Thiago Tavares vs. Spencer Fisher

Mark: Fisher wants to stand and bang, go for a Fight of the Night bonus, and hope for the best. Tavares wants to lean on Fisher, wear him out, take him down, score some points, and repeat.

Unfortunately for those who want a striking contest, Tavares has the strength and skill to control the fight. Unless Fisher lands a lucky strike and ends it, which I don't see happening, Tavares will impose his will and grind out a decision win.

Tavares in a fight that may send you to the kitchen for early dessert.

Kyle: If there's one thing we can be sure of, it's that this fight will largely take place on the feet. Fisher's a sprawl-and-brawl fighter in the style of Chuck Liddell. He'll try to shrug off Tavares' takedown attempts and throw heavy leather. Tavares is probably a better technical striker, but I think that Fisher has the brawling skills to pull off the upset. Fisher by knockout.

To catch the excellent main card, you'll have to pony up the cash for the PPV or head to a bar or club that's showing it.

Luis Cane vs. Stanislav Nedkov

Mark: This one should be a doozy, as two light heavyweight powerhouses go at it. The undefeated Nedkov could win if he brought a great game plan, had a great camp, and stayed cool in his UFC debut. That's just too many "ifs," however, so expect Cane to wear him down and walk out the winner.

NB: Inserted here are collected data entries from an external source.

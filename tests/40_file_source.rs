mod common;

use std::path::PathBuf;
use std::time::Duration;

use anyhow::Result;
use futures::StreamExt;
use serde_json::json;
use vault_lease_pool::lease::{
    CredentialSource, FileCredentialSource, LeaseEventKind, LeaseMode, LeaseStream, SourceError,
};

use common::PATH;

struct LeaseFile {
    path: PathBuf,
}

impl LeaseFile {
    fn new() -> Self {
        let path = std::env::temp_dir().join(format!("lease-{}.json", uuid::Uuid::new_v4()));
        Self { path }
    }

    fn write(&self, lease_id: &str, username: &str, ttl: u64) -> Result<()> {
        let body = json!({
            "lease_id": lease_id,
            "lease_duration": ttl,
            "renewable": true,
            "data": { "username": username, "password": format!("pw-{}", username) }
        });
        std::fs::write(&self.path, serde_json::to_vec(&body)?)?;
        Ok(())
    }

    fn source(&self) -> FileCredentialSource {
        FileCredentialSource::new().with_lease_file(PATH, &self.path)
    }
}

impl Drop for LeaseFile {
    fn drop(&mut self) {
        let _ = std::fs::remove_file(&self.path);
    }
}

async fn next_kind(events: &mut LeaseStream) -> Option<LeaseEventKind> {
    tokio::time::timeout(Duration::from_millis(200), events.next())
        .await
        .ok()
        .flatten()
        .map(|e| e.kind)
}

#[tokio::test]
async fn test_subscribe_issues_current_lease() -> Result<()> {
    let file = LeaseFile::new();
    file.write("lease-a", "v-app-a", 3600)?;
    let source = file.source();

    let mut events = source.subscribe(PATH, LeaseMode::Rotate).await?;

    match next_kind(&mut events).await {
        Some(LeaseEventKind::Issued(creds)) => {
            assert_eq!(creds.lease_id(), "lease-a");
            assert_eq!(creds.username(), "v-app-a");
            assert_eq!(creds.secret(), "pw-v-app-a");
            assert_eq!(creds.ttl(), Duration::from_secs(3600));
            assert!(creds.is_renewable());
        }
        other => panic!("expected Issued, got {:?}", other),
    }
    Ok(())
}

#[tokio::test]
async fn test_rotation_request_reports_new_lease_only() -> Result<()> {
    let file = LeaseFile::new();
    file.write("lease-a", "v-app-a", 3600)?;
    let source = file.source();
    let mut events = source.subscribe(PATH, LeaseMode::Rotate).await?;
    next_kind(&mut events).await;

    // agent has not rotated yet: nothing to report
    source.request_rotation(PATH).await?;
    assert!(next_kind(&mut events).await.is_none());

    file.write("lease-b", "v-app-b", 3600)?;
    source.request_rotation(PATH).await?;

    match next_kind(&mut events).await {
        Some(LeaseEventKind::Rotated(creds)) => assert_eq!(creds.lease_id(), "lease-b"),
        other => panic!("expected Rotated, got {:?}", other),
    }
    Ok(())
}

#[tokio::test]
async fn test_renewal_request_reports_renewed_lease() -> Result<()> {
    let file = LeaseFile::new();
    file.write("lease-a", "v-app-a", 600)?;
    let source = file.source();
    let mut events = source.subscribe(PATH, LeaseMode::Renew).await?;
    next_kind(&mut events).await;

    file.write("lease-a", "v-app-a", 1200)?;
    source.request_renewal(PATH).await?;

    match next_kind(&mut events).await {
        Some(LeaseEventKind::Renewed { lease_id, ttl }) => {
            assert_eq!(lease_id, "lease-a");
            assert_eq!(ttl, Duration::from_secs(1200));
        }
        other => panic!("expected Renewed, got {:?}", other),
    }
    Ok(())
}

#[tokio::test]
async fn test_lease_expires_without_replacement() -> Result<()> {
    let file = LeaseFile::new();
    file.write("lease-short", "v-app-s", 1)?;
    let source = file.source();
    let mut events = source.subscribe(PATH, LeaseMode::Renew).await?;
    next_kind(&mut events).await;

    let event = tokio::time::timeout(Duration::from_secs(3), events.next()).await?;
    assert!(matches!(event.map(|e| e.kind), Some(LeaseEventKind::Expired)));
    Ok(())
}

#[tokio::test]
async fn test_lease_files_can_be_added_after_subscribing() -> Result<()> {
    let first = LeaseFile::new();
    first.write("lease-a", "v-app-a", 1)?;
    let second = LeaseFile::new();
    second.write("lease-r", "v-app-r", 3600)?;

    let mut source = first.source();
    let mut events = source.subscribe(PATH, LeaseMode::Rotate).await?;
    next_kind(&mut events).await;

    // the first subscription already armed an expiry timer
    source.add_lease_file("database/creds/report-role", &second.path);
    let mut reports = source.subscribe("database/creds/report-role", LeaseMode::Rotate).await?;

    match next_kind(&mut reports).await {
        Some(LeaseEventKind::Issued(creds)) => assert_eq!(creds.lease_id(), "lease-r"),
        other => panic!("expected Issued, got {:?}", other),
    }
    Ok(())
}

#[tokio::test]
async fn test_unknown_path_and_bad_file_are_errors() -> Result<()> {
    let file = LeaseFile::new();
    std::fs::write(&file.path, b"{ not json")?;
    let source = file.source();

    assert!(matches!(
        source.subscribe("database/creds/other", LeaseMode::Rotate).await,
        Err(SourceError::UnknownPath(_))
    ));
    assert!(matches!(
        source.subscribe(PATH, LeaseMode::Rotate).await,
        Err(SourceError::Unavailable { .. })
    ));
    Ok(())
}
impl<S, B> PolicyWorker<S, B>
where
    S: CredentialSource,
    B: ResourceBuilder,
{
    async fn run(mut self, mut events: LeaseStream) {
        let mut ticker = interval_at(
            Instant::now() + self.config.initial_delay(),
            self.config.refresh_interval(),
        );
        ticker.set_missed_tick_behavior(MissedTickBehavior::Delay);

        loop {
            let request_deadline = self.pending.map(|p| p.deadline);
            let renewal_due = self.lease.renewal_due();

            // Order matters: lease events outrank timeouts and the proactive
            // refresh tick when several are ready at once.
            tokio::select! {
                biased;
                _ = self.cancel.cancelled() => break,
                event = events.next() => match event {
                    Some(event) => self.on_event(event).await,
                    None => match self.resubscribe().await {
                        Some(stream) => events = stream,
                        None => break,
                    },
                },
                _ = wait_until(request_deadline) => self.on_request_timeout(),
                _ = wait_until(renewal_due) => self.on_renewal_due().await,
                _ = ticker.tick() => self.on_tick().await,
            }
        }

        self.shutdown().await;
    }

    async fn on_event(&mut self, event: LeaseEvent) {
        if event.path != self.state.path() {
            warn!("Ignoring lease event for {} on subscription {}", event.path, self.state.path());
            return;
        }

        match event.kind {
            LeaseEventKind::Issued(credentials) | LeaseEventKind::Rotated(credentials) => {
                self.apply(credentials).await
            }
            LeaseEventKind::Renewed { lease_id, ttl } => {
                if lease_id != self.state.last_credentials().lease_id() {
                    debug!("Ignoring renewal of superseded lease {}", lease_id);
                    return;
                }
                self.lease.renewed(ttl, self.config.renew_margin());
                info!("Lease {} renewed for {:?}", lease_id, ttl);
                self.reports.publish(RotationReport::Renewed {
                    path: self.state.path().to_string(),
                    lease_id,
                    ttl,
                });
            }
            LeaseEventKind::RenewalFailed(reason) => {
                warn!("Renewal failed for {}: {}", self.state.path(), reason);
                if self.state.mode() == LeaseMode::Renew {
                    self.request_rotation(RefreshTrigger::RenewalFailed).await;
                }
            }
            LeaseEventKind::Expired => {
                self.lease.mark_expired();
                match self.state.mode() {
                    LeaseMode::Renew => {
                        info!("Expiring lease, rotate database credentials");
                        self.request_rotation(RefreshTrigger::LeaseExpired).await;
                    }
                    LeaseMode::Rotate => {
                        warn!(
                            "Lease {} expired; waiting for the backend to rotate it",
                            self.state.last_credentials().lease_id()
                        );
                    }
                }
            }
        }
    }

    /// Build a handle for `credentials` and swap it in. A failed build leaves
    /// the current handle active.
    async fn apply(&mut self, credentials: Credentials) {
        match self.state.classify(&credentials) {
            Freshness::Duplicate => {
                debug!("{}", RotationError::DuplicateEvent(credentials.lease_id().to_string()));
                return;
            }
            Freshness::Stale => {
                warn!(
                    "Ignoring lease {} issued before active lease {}",
                    credentials.lease_id(),
                    self.state.last_credentials().lease_id()
                );
                return;
            }
            Freshness::New => {}
        }

        self.set_phase(PolicyPhase::Swapping);
        let built = self.builder.build(&credentials).await;
        self.pending = None;

        match built {
            Ok(handle) => {
                info!("Updating database properties : {}", credentials.username());
                let lease_id = credentials.lease_id().to_string();
                self.lease = LeaseTimer::start(&credentials, self.state.mode(), self.config.renew_margin());
                let previous = self.state.install(credentials, Arc::new(handle));
                self.build_failures = 0;

                self.reports.publish(RotationReport::Swapped {
                    path: self.state.path().to_string(),
                    lease_id,
                    generation: self.state.generation(),
                });
                self.drain(previous);
            }
            Err(e) => {
                self.build_failures += 1;
                let failure = RotationError::build(credentials.lease_id(), e);
                error!("{}; keeping lease {}", failure, self.state.last_credentials().lease_id());
                self.report_failure(failure);
                self.check_hard_expiry();
            }
        }

        self.set_phase(PolicyPhase::Idle);
    }

    fn check_hard_expiry(&self) {
        if !self.lease.is_expired() || self.build_failures < self.config.alert_threshold.max(1) {
            return;
        }
        let alert = RotationError::HardExpired {
            path: self.state.path().to_string(),
            lease_id: self.state.last_credentials().lease_id().to_string(),
            failures: self.build_failures,
        };
        error!("ALERT: {}", alert);
        self.reports.publish(RotationReport::Alert {
            path: self.state.path().to_string(),
            error: alert,
        });
    }

    async fn on_tick(&mut self) {
        if self.pending.is_some() {
            debug!("Refresh tick for {} skipped; rotation already requested", self.state.path());
            return;
        }
        self.request_rotation(RefreshTrigger::Scheduled).await;
    }

    /// Ask the source for new credentials. At most one request is in flight.
    async fn request_rotation(&mut self, trigger: RefreshTrigger) {
        if let Some(pending) = self.pending {
            debug!(
                "Rotation already requested for {} ({:?}); not requesting again for {:?}",
                self.state.path(),
                pending.trigger,
                trigger
            );
            return;
        }

        info!("Requesting new credentials for {} ({:?})", self.state.path(), trigger);
        match self.source.request_rotation(self.state.path()).await {
            Ok(()) => {
                self.pending = Some(PendingRequest {
                    deadline: Instant::now() + self.config.request_timeout(),
                    trigger,
                });
                self.set_phase(PolicyPhase::AwaitingNewLease);
                self.reports.publish(RotationReport::RotationRequested {
                    path: self.state.path().to_string(),
                    trigger,
                });
            }
            Err(e) => {
                warn!("Rotation request for {} failed: {}", self.state.path(), e);
                self.report_failure(e.into());
            }
        }
    }

    fn on_request_timeout(&mut self) {
        let Some(pending) = self.pending.take() else {
            return;
        };
        let failure = RotationError::CredentialRequestTimeout {
            path: self.state.path().to_string(),
            timeout: self.config.request_timeout(),
        };
        warn!("{} ({:?}); retrying on the next refresh", failure, pending.trigger);
        self.report_failure(failure);
        self.set_phase(PolicyPhase::Idle);
    }

    async fn on_renewal_due(&mut self) {
        self.lease.renewal_requested();
        let lease_id = self.state.last_credentials().lease_id().to_string();

        info!("Requesting renewal of lease {}", lease_id);
        match self.source.request_renewal(self.state.path()).await {
            Ok(()) => self.reports.publish(RotationReport::RenewalRequested {
                path: self.state.path().to_string(),
                lease_id,
            }),
            Err(e) => {
                warn!("Renewal request for {} failed: {}", lease_id, e);
                self.report_failure(e.into());
            }
        }
    }

    /// Reopen an ended subscription. Returns `None` on shutdown.
    async fn resubscribe(&mut self) -> Option<LeaseStream> {
        warn!("Lease subscription for {} ended; resubscribing", self.state.path());
        loop {
            tokio::select! {
                _ = self.cancel.cancelled() => return None,
                _ = sleep(self.config.resubscribe_delay()) => {}
            }
            match self.source.subscribe(self.state.path(), self.state.mode()).await {
                Ok(stream) => {
                    info!("Resubscribed to {}", self.state.path());
                    return Some(stream);
                }
                Err(e) => {
                    warn!("Resubscribe to {} failed: {}", self.state.path(), e);
                    self.report_failure(e.into());
                }
            }
        }
    }

    /// Close a superseded handle once its users are done or the grace period ends
    fn drain(&mut self, previous: Arc<B::Handle>) {
        let path = self.state.path().to_string();
        let grace = self.config.grace_period();
        let cancel = self.cancel.clone();
        let reports = self.reports.clone();

        while let Some(joined) = self.drains.try_join_next() {
            log_drain_result(joined);
        }
        self.drains.spawn(async move {
            let lease_id = previous.lease_id().to_string();
            let outcome = drain_and_close(previous, grace, cancel).await;
            reports.publish(RotationReport::HandleClosed { path, lease_id, outcome });
        });
    }

    async fn shutdown(mut self) {
        info!("Rotation for {} shutting down", self.state.path());
        self.set_phase(PolicyPhase::Idle);

        while let Some(joined) = self.drains.join_next().await {
            log_drain_result(joined);
        }

        let active = self.state.proxy().current();
        close_within(active.as_ref(), self.config.grace_period()).await;
        info!("Closed active handle for lease {}", active.lease_id());
        self.reports.publish(RotationReport::HandleClosed {
            path: self.state.path().to_string(),
            lease_id: active.lease_id().to_string(),
            outcome: DrainOutcome::Shutdown,
        });
    }

    fn report_failure(&self, error: RotationError) {
        self.reports.publish(RotationReport::Failed {
            path: self.state.path().to_string(),
            error,
        });
    }

    fn set_phase(&self, phase: PolicyPhase) {
        self.phase.send_replace(phase);
    }
}
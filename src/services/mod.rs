pub mod payments;

pub use payments::{Payment, PaymentsService};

Kyle: Cane is a brutal striker with a UFC record that's a mix of wins and losses but never a dull fight. Nedkov is an undefeated bear of a Bulgarian with a wrestling background and a black belt in Brazilian Jiu Jitsu but rudimentary striking skills. Ordinarily, I'd give the grappler the edge, but this is Nedkov's first fight in the UFC, and Cane is a big, big step up in competition for him. Cane by KO.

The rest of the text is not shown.